THE RECORDS -

//! Runtime settings, from global command line flags with environment
//! fallbacks.

use crate::core::warnings::{ScanOptions, DEFAULT_LARGE_VALUE_THRESHOLD};
use crate::countries::{CountryCatalog, RestCountries};
use crate::session::Session;
use crate::store::persist::DEFAULT_DEBOUNCE;
use crate::store::{ChangeBus, FileStore, KeyValueStore};
use clap::Args;
use rust_decimal::Decimal;
use std::path::PathBuf;
use std::sync::Arc;
use std::time::Duration;

const DEFAULT_DATA_DIR: &str = ".k2agg";

#[derive(Args, Debug, Clone, Default)]
pub struct GlobalArgs {
    /// Directory holding the stored state
    #[arg(long, global = true, env = "K2AGG_DATA_DIR")]
    pub data_dir: Option<PathBuf>,

    /// Save debounce window in milliseconds
    #[arg(long, global = true, env = "K2AGG_DEBOUNCE_MS")]
    pub debounce_ms: Option<u64>,

    /// Never fetch reference data over the network
    #[arg(long, global = true, env = "K2AGG_OFFLINE")]
    pub offline: bool,

    /// Magnitude above which an amount is flagged as unusually large
    #[arg(long, global = true, env = "K2AGG_LARGE_VALUE")]
    pub large_value: Option<Decimal>,
}

#[derive(Debug, Clone)]
pub struct Settings {
    pub data_dir: PathBuf,
    pub debounce: Duration,
    pub offline: bool,
    pub large_value_threshold: Decimal,
}

impl Default for Settings {
    fn default() -> Self {
        Settings::from(&GlobalArgs::default())
    }
}

impl From<&GlobalArgs> for Settings {
    fn from(args: &GlobalArgs) -> Self {
        Settings {
            data_dir: args
                .data_dir
                .clone()
                .unwrap_or_else(|| PathBuf::from(DEFAULT_DATA_DIR)),
            debounce: args
                .debounce_ms
                .map(Duration::from_millis)
                .unwrap_or(DEFAULT_DEBOUNCE),
            offline: args.offline,
            large_value_threshold: args
                .large_value
                .unwrap_or(DEFAULT_LARGE_VALUE_THRESHOLD),
        }
    }
}

impl Settings {
    pub fn store(&self) -> Arc<dyn KeyValueStore> {
        Arc::new(FileStore::new(&self.data_dir))
    }

    pub fn open_session(&self) -> Session {
        log::debug!("opening session in {}", self.data_dir.display());
        Session::open(self.store(), &ChangeBus::new(), self.debounce)
    }

    pub fn country_catalog(&self) -> CountryCatalog {
        let source = RestCountries::new(Duration::from_secs(10));
        CountryCatalog::new(self.store(), Box::new(source)).offline(self.offline)
    }

    pub fn scan_options(&self) -> ScanOptions {
        ScanOptions {
            large_value_threshold: self.large_value_threshold,
        }
    }
}
#[cfg(test)]
mod tests {
    use super::*;
    use rust_decimal_macros::dec;

    fn labels(book: &EntityBook, id: EntityId, line: u32) -> Vec<String> {
        book.line(id, line)
            .map(|l| l.entries.iter().map(|e| e.sub_row_label.clone()).collect())
            .unwrap_or_default()
    }

    #[test]
    fn create_starts_in_draft_with_empty_data() {
        let mut book = EntityBook::new();
        let id = book.create_entity("Tech Solutions Inc.", "12-3456789");
        let entity = book.entity(id).unwrap();
        assert_eq!(entity.status, EntityStatus::Draft);
        assert_eq!(entity.created_at, entity.updated_at);
        assert!(!book.entity_data(id).unwrap().has_data());
        assert_eq!(book.len(), 1);
    }

    #[test]
    fn entities_keep_creation_order() {
        let mut book = EntityBook::new();
        let ids: Vec<_> = ["Zeta", "Alpha", "Mid"]
            .iter()
            .map(|n| book.create_entity(n, "id"))
            .collect();
        let listed: Vec<_> = book.entities().map(|e| e.id).collect();
        assert_eq!(listed, ids);
    }

    #[test]
    fn metadata_updates_and_absent_targets() {
        let mut book = EntityBook::new();
        let id = book.create_entity("Old", "1");
        assert_eq!(book.update_entity_metadata(id, "New", "2"), Change::Metadata);
        assert_eq!(book.entity(id).unwrap().name, "New");
        assert_eq!(
            book.update_entity_metadata(Uuid::new_v4(), "x", "y"),
            Change::Unchanged
        );
        assert_eq!(
            book.set_entity_status(id, EntityStatus::Submitted),
            Change::Metadata
        );
        assert!(book.entity(id).unwrap().is_submitted());
        assert_eq!(book.set_entity_status(id, EntityStatus::Draft), Change::Metadata);
        assert!(!book.entity(id).unwrap().is_submitted());
    }

    #[test]
    fn delete_cascades_to_data() {
        let mut book = EntityBook::new();
        let id = book.create_entity("Gone", "1");
        book.add_country_entry(id, 1, "France").unwrap();
        assert_eq!(book.delete_entity(id), Change::LineData);
        assert!(book.entity(id).is_none());
        assert!(book.entity_data(id).is_none());
        assert!(book.is_empty());
        assert_eq!(book.delete_entity(id), Change::Unchanged);

        let empty = book.create_entity("Empty", "2");
        assert_eq!(book.delete_entity(empty), Change::Metadata);
    }

    #[test]
    fn add_entry_creates_line_with_zeroed_columns() {
        let mut book = EntityBook::new();
        let id = book.create_entity("Co", "1");
        let entry_id = book.add_country_entry(id, 3, "Japan").unwrap();
        let line = book.line(id, 3).unwrap();
        let entry = line.entry(entry_id).unwrap();
        assert_eq!(entry.sub_row_label, "A");
        assert_eq!(entry.columns.g().to_string(), "0.0000");
        assert!(book.add_country_entry(Uuid::new_v4(), 3, "Japan").is_none());
    }

    #[test]
    fn deleting_relabels_remaining_entries() {
        let mut book = EntityBook::new();
        let id = book.create_entity("Co", "1");
        let _a = book.add_country_entry(id, 1, "Canada").unwrap();
        let b = book.add_country_entry(id, 1, "France").unwrap();
        let _c = book.add_country_entry(id, 1, "Spain").unwrap();
        assert_eq!(labels(&book, id, 1), ["A", "B", "C"]);

        assert_eq!(book.delete_country_entry(id, 1, b), Change::LineData);
        assert_eq!(labels(&book, id, 1), ["A", "B"]);
        let countries: Vec<_> = book
            .line(id, 1)
            .unwrap()
            .entries
            .iter()
            .map(|e| e.country.as_str())
            .collect();
        assert_eq!(countries, ["Canada", "Spain"]);
    }

    #[test]
    fn deleting_last_entry_removes_line() {
        let mut book = EntityBook::new();
        let id = book.create_entity("Co", "1");
        let only = book.add_country_entry(id, 8, "Ireland").unwrap();
        assert_eq!(book.delete_country_entry(id, 8, only), Change::LineData);
        assert!(book.line(id, 8).is_none());
        assert!(!book.entity_data(id).unwrap().has_data());
        assert_eq!(book.delete_country_entry(id, 8, only), Change::Unchanged);
    }

    #[test]
    fn column_updates_keep_g_in_sync() {
        let mut book = EntityBook::new();
        let id = book.create_entity("Co", "1");
        let entry = book.add_country_entry(id, 1, "France").unwrap();

        let steps = [
            (ColumnKey::A, "100"),
            (ColumnKey::B, "25.5"),
            (ColumnKey::F, "-5.25"),
            (ColumnKey::A, ""),
            (ColumnKey::D, "-"),
        ];
        for (key, value) in steps {
            assert_eq!(
                book.update_column_value(id, 1, entry, key, value),
                Ok(Change::LineData)
            );
            let columns = &book.line(id, 1).unwrap().entry(entry).unwrap().columns;
            let sum: rust_decimal::Decimal = columns.amounts().iter().sum();
            assert_eq!(columns.g(), sum);
        }
        let columns = &book.line(id, 1).unwrap().entry(entry).unwrap().columns;
        assert_eq!(columns.g(), dec!(20.25));
    }

    #[test]
    fn writing_g_is_a_no_op() {
        let mut book = EntityBook::new();
        let id = book.create_entity("Co", "1");
        let entry = book.add_country_entry(id, 1, "France").unwrap();
        book.update_column_value(id, 1, entry, ColumnKey::C, "7").unwrap();
        assert_eq!(
            book.update_column_value(id, 1, entry, ColumnKey::G, "1000"),
            Ok(Change::Unchanged)
        );
        let columns = &book.line(id, 1).unwrap().entry(entry).unwrap().columns;
        assert_eq!(columns.g(), dec!(7));
    }

    #[test]
    fn category_code_stored_raw() {
        let mut book = EntityBook::new();
        let id = book.create_entity("Co", "1");
        let entry = book.add_country_entry(id, 1, "France").unwrap();
        book.update_column_value(id, 1, entry, ColumnKey::ECategory, "901j")
            .unwrap();
        let columns = &book.line(id, 1).unwrap().entry(entry).unwrap().columns;
        assert_eq!(columns.e_category(), Some("901j"));
        assert_eq!(columns.g(), dec!(0));
    }

    #[test]
    fn invalid_amount_is_caller_misuse() {
        let mut book = EntityBook::new();
        let id = book.create_entity("Co", "1");
        let entry = book.add_country_entry(id, 1, "France").unwrap();
        assert_eq!(
            book.update_column_value(id, 1, entry, ColumnKey::B, "12abc"),
            Err(MoneyError::InvalidDecimal("12abc".to_string()))
        );
    }

    #[test]
    fn clearing_data() {
        let mut book = EntityBook::new();
        let id = book.create_entity("Co", "1");
        book.add_country_entry(id, 1, "France").unwrap();
        book.add_country_entry(id, 2, "France").unwrap();

        assert_eq!(book.clear_line_data(id, 1), Change::LineData);
        assert!(book.line(id, 1).is_none());
        assert!(book.line(id, 2).is_some());
        assert_eq!(book.clear_line_data(id, 1), Change::Unchanged);

        assert_eq!(book.clear_entity_data(id), Change::LineData);
        assert!(!book.entity_data(id).unwrap().has_data());
        assert_eq!(book.clear_entity_data(id), Change::Metadata);
    }

    #[test]
    fn rename_entry() {
        let mut book = EntityBook::new();
        let id = book.create_entity("Co", "1");
        let entry = book.add_country_entry(id, 1, "Frnace").unwrap();
        assert_eq!(book.rename_country_entry(id, 1, entry, "France"), Change::LineData);
        assert_eq!(book.line(id, 1).unwrap().entries[0].country, "France");
        assert_eq!(
            book.rename_country_entry(id, 2, entry, "France"),
            Change::Unchanged
        );
    }

    #[test]
    fn reconcile_repairs_loaded_book() {
        let mut book = EntityBook::new();
        let id = book.create_entity("Co", "1");
        let a = book.add_country_entry(id, 1, "France").unwrap();
        book.add_country_entry(id, 1, "Spain").unwrap();

        let mut json = serde_json::to_value(&book).unwrap();
        let key = id.to_string();
        json["entityData"][&key]["lines"]["1"]["countries"][1]["subRowLabel"] = "Q".into();
        json["entityData"][&key]["lines"]["4"] =
            serde_json::json!({ "lineNumber": 4, "countries": [] });
        json["allIds"]
            .as_array_mut()
            .unwrap()
            .push(Uuid::new_v4().to_string().into());

        let mut loaded: EntityBook = serde_json::from_value(json).unwrap();
        loaded.reconcile();
        assert_eq!(loaded.len(), 1);
        assert!(loaded.line(id, 4).is_none());
        assert_eq!(labels(&loaded, id, 1), ["A", "B"]);
        assert!(loaded.line(id, 1).unwrap().entry(a).is_some());
    }
}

TASK TO CARRY OUT - The word "GlobalArgs" may occur in lines of the records. Report how many such lines there are, giving only the number.

YOUR RESPONSE - 4